Emetofobia: significato, cause, sintomi e come si cura

Le fobie portano con loro paure istintive e immotivate per qualcosa, stravolgendo la vita di tutti i giorni. Scopriamo tutto quello che c’è da sapere riguardo l’emetofobia!

La prima cosa da fare per capire l’emetofobia è tenere a mente la differenza tra una fobia e una paura:  la fobia è una paura marcata, persistente e immotivata per qualcosa che provoca ansia e panico secondo il DSM IV mentre la paura è una risposta emotiva motivata da una minaccia percepita o reale.

Tra i tipi di fobie più comuni che possono coinvolgere una persona ci sono l’aracnofobia (fobia per i ragni), l’aerofobia (fobia di volare), le fobie sociali, l’ablutofobia (fobia di bagnarsi), l’agorafobia (fobia degli spazi aperti), la claustrofobia (fobia degli spazi chiusi) e l’acrofobia (fobia dell’altezza).

Quante persone soffrono di emetofobia? Anche se meno conosciuta rispetto ad altre fobie, coinvolge oltre il 3,1% degli uomini e il  7% delle donne. Purtroppo spesso chi ne soffre non lo rivela a nessuno.

Emetofobia: cos’è e significato

Il primo passo per capire cos’è l’emetofobia è rintracciare il significato della parola: “émetos” che significa “vomito” e “phóbos” che vuol dire “paura”.

Chi soffre di emetofobia vive una paura istintiva, eccessiva e persistente di vomitare o di vedere vomitare le altre persone.

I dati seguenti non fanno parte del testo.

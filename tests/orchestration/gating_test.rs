use platform_rollout::orchestration::{ApprovalOutcome, RolloutCoordinator, TargetOutcome};
use platform_rollout::state_machine::TargetState;
use platform_rollout::RolloutError;
use std::time::Duration;

use crate::common::{wait_for, MockProvider, PlatformConfigBuilder};

const WAIT: Duration = Duration::from_secs(5);

#[tokio::test]
async fn test_disaster_recovery_target_applies_nothing_before_shared_approval() {
    let provider = MockProvider::new();
    let coordinator = RolloutCoordinator::new(
        PlatformConfigBuilder::new()
            .with_environments(&["dev"])
            .with_regions(&["us-east-1", "us-west-2"])
            .with_disaster_recovery("us-west-2")
            .shared(),
        provider.registry(),
    )
    .unwrap();

    let handle = coordinator.trigger("rev-1").unwrap();
    let dr_target = "dev/us-west-2";

    assert!(
        wait_for(WAIT, || {
            let status = handle.status(dr_target).unwrap();
            status.state == TargetState::AwaitingApproval
                && status.pending_gates == vec![format!("{dr_target}/dr-approval")]
        })
        .await
    );
    // The standard target keeps going while the DR target is parked
    assert!(
        wait_for(WAIT, || provider.applied_groups("dev/us-east-1").len() == 5).await
    );
    assert!(provider.applied_groups(dr_target).is_empty());

    handle.approve(dr_target, &format!("{dr_target}/dr-approval")).unwrap();

    assert!(
        wait_for(WAIT, || {
            handle.status(dr_target).unwrap().pending_gates
                == vec![format!("{dr_target}/data-identity-approval")]
        })
        .await
    );
    assert_eq!(provider.applied_groups(dr_target).len(), 5);
    assert!(!provider
        .applied_groups(dr_target)
        .contains(&"data-identity".to_string()));

    for target_id in handle.target_ids() {
        handle
            .approve(&target_id, &format!("{target_id}/data-identity-approval"))
            .unwrap();
    }
    let report = handle.wait().await;
    assert!(report.all_succeeded());
}

#[tokio::test]
async fn test_data_identity_needs_its_own_approval_in_standard_mode() {
    let provider = MockProvider::new();
    let coordinator = RolloutCoordinator::new(
        PlatformConfigBuilder::new()
            .with_environments(&["prod"])
            .with_regions(&["us-east-1"])
            .shared(),
        provider.registry(),
    )
    .unwrap();

    let handle = coordinator.trigger("rev-1").unwrap();
    let target = "prod/us-east-1";
    let gate = "prod/us-east-1/data-identity-approval";

    assert!(
        wait_for(WAIT, || {
            let status = handle.status(target).unwrap();
            status.state == TargetState::AwaitingApproval
                && status.current_wave.as_deref() == Some("data-identity")
        })
        .await
    );
    tokio::time::sleep(Duration::from_millis(50)).await;
    assert_eq!(provider.applied_groups(target).len(), 5);
    assert_eq!(handle.pending_gates(target).unwrap(), vec![gate]);

    assert_eq!(handle.approve(target, gate).unwrap(), ApprovalOutcome::Approved);
    assert_eq!(
        handle.approve(target, gate).unwrap(),
        ApprovalOutcome::AlreadyApproved
    );
    assert!(handle.pending_gates(target).unwrap().is_empty());

    let report = handle.wait().await;
    assert!(report.all_succeeded());
    let identity_applies = provider
        .applied_groups(target)
        .iter()
        .filter(|group| *group == "data-identity")
        .count();
    assert_eq!(identity_applies, 1);
}

#[tokio::test]
async fn test_cancelling_a_parked_target_leaves_others_alone() {
    let provider = MockProvider::new();
    let coordinator = RolloutCoordinator::new(
        PlatformConfigBuilder::new()
            .with_environments(&["dev"])
            .with_regions(&["us-east-1", "eu-west-1"])
            .with_disaster_recovery("eu-west-1")
            .shared(),
        provider.registry(),
    )
    .unwrap();

    let handle = coordinator.trigger("rev-1").unwrap();
    assert!(
        wait_for(WAIT, || {
            handle.status("dev/eu-west-1").unwrap().state == TargetState::AwaitingApproval
        })
        .await
    );

    handle.cancel_target("dev/eu-west-1").unwrap();
    handle
        .approve("dev/us-east-1", "dev/us-east-1/data-identity-approval")
        .unwrap();

    let report = handle.wait().await;
    assert_eq!(
        report.target("dev/eu-west-1").unwrap().outcome,
        TargetOutcome::Cancelled {
            wave: Some("core-ingest".into())
        }
    );
    assert!(report.target("dev/us-east-1").unwrap().outcome.is_success());
    assert!(provider.applied_groups("dev/eu-west-1").is_empty());
}

#[tokio::test]
async fn test_operator_errors() {
    let provider = MockProvider::new();
    let coordinator = RolloutCoordinator::new(
        PlatformConfigBuilder::new().with_environments(&["dev"]).shared(),
        provider.registry(),
    )
    .unwrap();
    let handle = coordinator.trigger("rev-1").unwrap();

    assert!(matches!(
        handle.approve("staging/us-east-1", "staging/us-east-1/dr-approval"),
        Err(RolloutError::UnknownTarget(_))
    ));
    assert!(matches!(
        handle.approve("dev/us-east-1", "dev/us-east-1/dr-approval"),
        Err(RolloutError::UnknownGate { .. })
    ));
    assert!(matches!(
        handle.cancel_target("staging/us-east-1"),
        Err(RolloutError::UnknownTarget(_))
    ));

    handle.cancel();
    let report = handle.wait().await;
    assert_eq!(report.count_in(TargetState::Succeeded), 0);
}

#[test]
fn test_missing_account_aborts_before_any_apply() {
    let mut config = PlatformConfigBuilder::new().build();
    config.accounts.default = None;
    config.accounts.overrides.clear();

    let provider = MockProvider::new();
    let coordinator =
        RolloutCoordinator::new(std::sync::Arc::new(config), provider.registry()).unwrap();

    assert!(matches!(
        coordinator.trigger("rev-1"),
        Err(RolloutError::ConfigurationError(_))
    ));
    assert!(provider.applies().is_empty());
}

In pratica gli emetofobici non vomitano, ma l’eventualità che questa situazione si verifichi finisce per essere uno ostacolo insormontabile.

Emetofobia: Cause

Perché si ha paura di vomitare? Ad oggi non è possibile indicare con certezza quali siano le cause o i fattori aggravanti senza considerare la storia personale del paziente.

Le statistiche sull’emetofobia basate sulle testimonianze di chi ne soffre raccontano di traumi vissuti nell’infanzia mai affrontati o rimossi dalla mente.

Nella maggior parte dei casi il vomito viene associato a un evento traumatico che ha suscitato emozioni di angoscia e paura irrisolte o gestite male.

Tuttavia non mancano le ipotesi riguardanti il tentativo di controllo estremo portato avanti da alcune persone: di fatto il vomito è un evento incontrollabile.

Emetofobia: Sintomi

Più che di veri e propri sintomi dell’emetofobia ma di rimedi e comportamenti difensivi simili a quelli di altre fobie.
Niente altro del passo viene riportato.